Some of the sliding panes of glass were set with geometric chunks of red or green or blue glass that glittered like multifaceted gems. Other walls were constructed from double panes of glass through which swirling currents of plankton-laden water flowed, glowing a soft blue—a living barrier against astral intrusion.
The rooms were filled with antique furniture: enormous, mirror-fronted wardrobes, velvet-upholstered chairs, and tables with elaborately carved legs with claw-and-ball feet. All of the furniture was a deep, polished red-brown or black and was made of real wood: mahogany and teak, Kageyama had told her on her previous visit. Night Owl ignored it, searching instead for anything that looked like jade.

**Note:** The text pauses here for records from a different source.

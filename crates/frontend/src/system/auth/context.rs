use leptos::prelude::*;

use super::{api, storage};

#[derive(Clone, Debug, Default, PartialEq)]
pub struct AuthState {
    pub logged_in: bool,
}

/// Auth context provider component
#[component]
pub fn AuthProvider(children: ChildrenFn) -> impl IntoView {
    // Restore the login flag written by a previous session
    let restored = storage::browser_settings().load();
    let (auth_state, set_auth_state) = signal(AuthState {
        logged_in: restored.logged_in,
    });

    provide_context(auth_state);
    provide_context(set_auth_state);

    children()
}

/// Hook to access auth state
pub fn use_auth() -> (ReadSignal<AuthState>, WriteSignal<AuthState>) {
    let auth_state =
        use_context::<ReadSignal<AuthState>>().expect("AuthProvider not found in component tree");
    let set_auth_state =
        use_context::<WriteSignal<AuthState>>().expect("AuthProvider not found in component tree");

    (auth_state, set_auth_state)
}

/// Clear the stored flag and the in-memory state
pub fn do_logout(set_auth_state: WriteSignal<AuthState>) {
    api::logout_flow(&storage::browser_settings());
    set_auth_state.set(AuthState::default());
}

Everywhere she looked, she saw artwork. She passed through one room that smelled thickly of oil paint; it was filled with enormous paintings so dark you could hardly see the people in them. In another room, three marble pedestals each displayed an ancient-looking, chipped clay pot, painted with figures that reminded Night Owl of the Aztechnology logo. One long hallway was lined on either side with stone carvings of multiarmed humans, posed as though they were dancing. Flecks of blue paint freckled their arms and faces. Another hallway was dominated by mannequins dressed in the armor of ancient samurai. Each area had background music, piped into concealed speakers, that was appropriate to the cultural artifacts on display.